→ **What you will do**: Give the lines below again exactly, starting with the line that holds "let mut end" and going on through the line that holds "let along = (next".

→ **Saved entries**:
use nalgebra::Vector2;

use crate::grid::Grid;

/// Maps grid space onto a drawing surface of `surface` pixels. The whole grid
/// stretches to fill the surface, so the scale may differ per axis.
#[derive(Clone, Copy, Debug, PartialEq)]
pub struct Viewport {
    layout: Vector2<f64>,
    surface: Vector2<f64>,
    pixels_per_unit: Vector2<f64>,
}

impl Viewport {
    pub fn new(grid: Grid, surface_width: u32, surface_height: u32) -> Self {
        let layout = grid.layout();
        let surface = Vector2::new(surface_width as f64, surface_height as f64);
        Self {
            layout,
            surface,
            pixels_per_unit: surface.component_div(&layout),
        }
    }

    pub fn scale(&self) -> Vector2<f64> {
        self.pixels_per_unit
    }

    /// Pointer position in pixels to grid space.
    pub fn to_grid(&self, pixel: Vector2<f64>) -> Vector2<f64> {
        pixel.component_mul(&self.layout).component_div(&self.surface)
    }

    pub fn to_pixels(&self, point: Vector2<f64>) -> Vector2<f64> {
        point.component_mul(&self.pixels_per_unit)
    }

    /// A length in grid units as pixels. Uses the mean of both axis scales.
    pub fn length_to_pixels(&self, length: f64) -> f64 {
        length * 0.5 * (self.pixels_per_unit.x + self.pixels_per_unit.y)
    }
}
use std::f64::consts::TAU;

use gridcast::{collide_with_grid, hit_cell, snap_to_grid, Cell, Grid, Ray, Trace, EPSILON};
use nalgebra::Vector2;
use rand::{rngs::StdRng, Rng, SeedableRng};

fn on_grid_line(p: Vector2<f64>) -> bool {
    (p.x - p.x.round()).abs() < 1e-6 || (p.y - p.y.round()).abs() < 1e-6
}

#[test]
fn snap_is_smallest_line_ahead() {
    let mut rng = StdRng::seed_from_u64(7);
    for _ in 0..1000 {
        let x: f64 = rng.gen_range(-20.0..20.0);

        let up = snap_to_grid(x, 1.0, EPSILON);
        assert_eq!(up.fract(), 0.0);
        assert!(up > x);
        assert!(up - 1.0 <= x + EPSILON);

        let down = snap_to_grid(x, -1.0, EPSILON);
        assert_eq!(down.fract(), 0.0);
        assert!(down < x);
        assert!(down + 1.0 >= x - EPSILON);

        assert_eq!(snap_to_grid(x, 0.0, EPSILON), x);
    }
}

#[test]
fn crossings_keep_moving_forward() {
    let mut rng = StdRng::seed_from_u64(42);
    for _ in 0..500 {
        let angle = rng.gen_range(0.0..TAU);
        let direction = Vector2::new(angle.cos(), angle.sin());
        let origin = Vector2::new(rng.gen_range(1.0..15.0), rng.gen_range(1.0..15.0));

        let mut begin = origin;
        let mut end = origin + direction * rng.gen_range(0.1..2.0);
        let mut travelled = (end - origin).dot(&direction);
        for _ in 0..10 {
            let next = collide_with_grid(begin, end, EPSILON);
            assert!(on_grid_line(next), "{next:?} is not on a grid line");

            let along = (next - origin).dot(&direction);
            assert!(along > travelled, "stalled at {next:?} from {origin:?}");
            travelled = along;
            begin = end;
            end = next;
        }
    }
}

#[test]
fn random_rays_leave_the_grid() {
    let grid = Grid::default();
    let mut rng = StdRng::seed_from_u64(1234);
    for _ in 0..500 {
        let target = Vector2::new(rng.gen_range(0.0..16.0), rng.gen_range(0.0..16.0));
        let ray = Ray::new(grid.center(), target);
        if ray.direction().norm() < 1e-6 {
            continue;
        }

        let bounces: Vec<_> = Trace::new(grid, ray, EPSILON).take(100).collect();
        let last = bounces.last().expect("at least one bounce");
        assert!(last.exited, "ray towards {target:?} did not leave the grid");
        assert!(!grid.contains(last.cell));
        // Each bounce crosses at least one line, and the path spans at most
        // W + H + 2 of them before the cell check fails.
        assert!(bounces.len() <= 35, "{} bounces", bounces.len());
    }
}

#[test]
fn cursor_on_origin_stops() {
    let grid = Grid::default();
    let ray = Ray::new(grid.center(), grid.center());
    let bounces: Vec<_> = Trace::new(grid, ray, EPSILON).collect();
    assert_eq!(bounces.len(), 1);
    assert!(bounces[0].stalled);
    assert_eq!(bounces[0].cell, hit_cell(ray.origin, ray.target, EPSILON));
}

#[test]
fn corner_exit() {
    let grid = Grid::new(4, 4);
    let ray = Ray::new(Vector2::new(2.0, 2.0), Vector2::new(2.5, 2.5));
    let bounces: Vec<_> = Trace::new(grid, ray, EPSILON).collect();
    let last = bounces.last().expect("at least one bounce");
    assert_eq!(last.cell, Cell::new(5, 5));
    assert_eq!(last.ray.target, Vector2::new(5.0, 5.0));
}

→ **Result of this exercise**:
        let mut end = origin + direction * rng.gen_range(0.1..2.0);
        let mut travelled = (end - origin).dot(&direction);
        for _ in 0..10 {
            let next = collide_with_grid(begin, end, EPSILON);
            assert!(on_grid_line(next), "{next:?} is not on a grid line");

            let along = (next - origin).dot(&direction);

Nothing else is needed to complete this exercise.